It’s that six-six-six spell of perfection that bedevils those who would dispute Jordan’s supremacy: six trips to the Finals, six rings, six Finals MVPs, a lyrical and morally neat rounding out of the terms of unrivaled greatness. But what seems at the time as a necessary proclamation of superiority may later be exposed as arbitrary, or at the very least, an assertion colored by preferences that are neither logical nor objective. There is, for instance, Russell’s ethical arc of 11 Championships when he was a controversial center of attention—an outspoken black man leading one of the whitest teams in all of sport to the throne of grace by first forcing it to hear the groans of race. Russell’s Celtics more than doubled Jordan’s three-peat by winning eight straight Championship trophies and 11 chips in 13 years. Russell also equaled Jordan’s five regular season MVPs. From the beginning there’s been a nod to a mystical, je ne sais quoi quality when asserting Jordan’s unchallengeable greatness; there is the appeal to something intangible, something that transcends statistics. Let’s call it analytics in service of a broader, more satisfying sense of athletic completeness, an omni-competence that reflects a level of mastery that is not only physical but spiritual and emotional as well. Beyond shooting percentages, Championship hardware and MVPs there is basketball intelligence, killer instinct, herculean work ethic, a nimble intuitiveness about the game’s improvised elegance, all of which Jordan had, and Kobe, too, though, arguably, in greater abundance.
Of course we must battle the hackneyed notion that Kobe could never be as great as Jordan because Mike first embodied the kind of greatness they together share, and therefore, Kobe was a carbon copy of the original. Depends on what you mean by original: Jordan was a chip off of some blocks that came before him.

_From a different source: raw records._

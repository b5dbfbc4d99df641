use std::collections::BTreeSet;
use std::fmt;

use crate::host::ActionOutcome;

/// Aggregated outcome of a tool call over a set of entities.
///
/// `success` is true iff no validation failure was recorded and every
/// action call succeeded.
#[derive(Debug, Clone, PartialEq, Eq)]
pub struct ToolCallResult {
    pub success: bool,
    pub errored_entities: BTreeSet<String>,
    pub entities_missing_domain: BTreeSet<String>,
    pub entities_with_unsupported_domain: BTreeSet<String>,
    call_failed: bool,
}

impl Default for ToolCallResult {
    fn default() -> Self {
        Self::new()
    }
}

impl ToolCallResult {
    pub fn new() -> Self {
        Self {
            success: true,
            errored_entities: BTreeSet::new(),
            entities_missing_domain: BTreeSet::new(),
            entities_with_unsupported_domain: BTreeSet::new(),
            call_failed: false,
        }
    }

    pub fn add_missing_domain(&mut self, entity_id: &str) {
        self.entities_missing_domain.insert(entity_id.to_string());
        self.refresh();
    }

    pub fn add_unsupported_domain(&mut self, entity_id: &str) {
        self.entities_with_unsupported_domain
            .insert(entity_id.to_string());
        self.refresh();
    }

    /// Mark entities whose action failed
    pub fn add_errored<I, S>(&mut self, entity_ids: I)
    where
        I: IntoIterator<Item = S>,
        S: Into<String>,
    {
        self.errored_entities
            .extend(entity_ids.into_iter().map(Into::into));
        self.call_failed = true;
        self.refresh();
    }

    /// Fold in the outcome of one batched call over `entity_ids`
    pub fn record_outcome(&mut self, entity_ids: &[String], outcome: &ActionOutcome) {
        if outcome.success {
            return;
        }
        if outcome.failed_entity_ids.is_empty() {
            self.add_errored(entity_ids.iter().cloned());
        } else {
            self.add_errored(outcome.failed_entity_ids.iter().cloned());
        }
    }

    /// Merge another result (e.g. a preparatory call) into this one
    pub fn merge(&mut self, other: ToolCallResult) {
        self.errored_entities.extend(other.errored_entities);
        self.entities_missing_domain
            .extend(other.entities_missing_domain);
        self.entities_with_unsupported_domain
            .extend(other.entities_with_unsupported_domain);
        self.call_failed |= other.call_failed;
        self.refresh();
    }

    pub fn has_validation_errors(&self) -> bool {
        !self.entities_missing_domain.is_empty() || !self.entities_with_unsupported_domain.is_empty()
    }

    fn refresh(&mut self) {
        self.success = !self.call_failed && !self.has_validation_errors();
    }
}

fn join(ids: &BTreeSet<String>) -> String {
    ids.iter().map(String::as_str).collect::<Vec<_>>().join(", ")
}

impl fmt::Display for ToolCallResult {
    fn fmt(&self, f: &mut fmt::Formatter<'_>) -> fmt::Result {
        f.write_str(if self.success { "Success" } else { "Failure" })?;
        if !self.errored_entities.is_empty() {
            write!(
                f,
                ", an error occurred for the following entity IDs: {}",
                join(&self.errored_entities)
            )?;
        }
        if !self.entities_missing_domain.is_empty() {
            write!(
                f,
                ", the following entity IDs are missing a valid domain: {}",
                join(&self.entities_missing_domain)
            )?;
        }
        if !self.entities_with_unsupported_domain.is_empty() {
            write!(
                f,
                ", the following entity IDs have a domain that is not supported by this tool: {}",
                join(&self.entities_with_unsupported_domain)
            )?;
        }
        Ok(())
    }
}
//! Argument extraction shared by the home-automation tools.
//!
//! Every helper reports a `ToolError` so a malformed call is answered to the
//! model instead of reaching Home Assistant.

use chrono::NaiveDateTime;
use hearth_runtime::ToolError;
use serde_json::{json, Map, Value};

/// Wire format for calendar time arguments
pub const TIME_FORMAT: &str = "%Y-%m-%d %H:%M:%S";

pub fn entity_ids(args: &Map<String, Value>) -> Result<Vec<String>, ToolError> {
    let list = args
        .get("entity_ids")
        .and_then(Value::as_array)
        .ok_or_else(|| ToolError::invalid("entity_ids must be a list of strings"))?;

    let ids = list
        .iter()
        .map(|v| v.as_str().map(str::to_string))
        .collect::<Option<Vec<_>>>()
        .ok_or_else(|| ToolError::invalid("entity_ids must be a list of strings"))?;

    if ids.is_empty() {
        return Err(ToolError::invalid("entity_ids must contain at least one entity ID"));
    }
    Ok(ids)
}

pub fn required_str<'a>(args: &'a Map<String, Value>, field: &str) -> Result<&'a str, ToolError> {
    args.get(field)
        .and_then(Value::as_str)
        .ok_or_else(|| ToolError::invalid(format!("{} must be a string", field)))
}

pub fn entity_id(args: &Map<String, Value>) -> Result<String, ToolError> {
    required_str(args, "entity_id").map(str::to_string)
}

/// Numeric argument, returned as the JSON value the model sent
pub fn number(args: &Map<String, Value>, field: &str) -> Result<Value, ToolError> {
    match args.get(field) {
        Some(v) if v.is_number() => Ok(v.clone()),
        _ => Err(ToolError::invalid(format!("{} must be a number", field))),
    }
}

/// String argument restricted to a fixed set of values
pub fn choice(args: &Map<String, Value>, field: &str, allowed: &[&str]) -> Result<String, ToolError> {
    let value = required_str(args, field)?;
    if !allowed.contains(&value) {
        return Err(ToolError::InvalidChoice {
            field: field.to_string(),
            value: value.to_string(),
            allowed: allowed.iter().map(|s| s.to_string()).collect(),
        });
    }
    Ok(value.to_string())
}

fn parse_time(args: &Map<String, Value>, field: &str) -> Result<NaiveDateTime, ToolError> {
    let raw = required_str(args, field)?;
    if raw.is_empty() {
        return Err(ToolError::invalid(format!("{} must not be empty", field)));
    }
    NaiveDateTime::parse_from_str(raw, TIME_FORMAT).map_err(|_| {
        ToolError::invalid(format!("{} must be in the format 'YYYY-MM-DD HH:MM:SS'", field))
    })
}

/// `start_date`/`end_date` pair; start must not be after end
pub fn time_range(args: &Map<String, Value>) -> Result<(NaiveDateTime, NaiveDateTime), ToolError> {
    let start = parse_time(args, "start_date")?;
    let end = parse_time(args, "end_date")?;
    if start > end {
        return Err(ToolError::invalid("start_date must be before end_date"));
    }
    Ok((start, end))
}

pub fn entity_ids_schema(description: &str) -> Value {
    json!({
        "type": "object",
        "properties": {
            "entity_ids": {
                "type": "array",
                "items": {"type": "string"},
                "description": description
            }
        },
        "required": ["entity_ids"]
    })
}

pub fn time_range_properties() -> Map<String, Value> {
    let mut props = Map::new();
    props.insert(
        "start_date".into(),
        json!({"type": "string", "description": "Start of the range, formatted 'YYYY-MM-DD HH:MM:SS'"}),
    );
    props.insert(
        "end_date".into(),
        json!({"type": "string", "description": "End of the range, formatted 'YYYY-MM-DD HH:MM:SS'"}),
    );
    props
}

“I never held true to that argument,” says former All-Star, Warriors coach and current ESPN on ABC analyst Mark Jackson. “And the fact of the matter is that there was Dr. J before Jordan. Jordan will tell you that. We don’t say there was no way Jordan could be better than Dr. J. because he emulated him. It makes no sense. At the end of the day, Kobe has put himself in the discussion because of his greatness, how hard he’s worked. You have to be that good. Larry Holmes isn’t Ali, not because he didn’t work his tail off. He’s just not Ali because he wasn’t as great as him. Let’s give Kobe his credit.”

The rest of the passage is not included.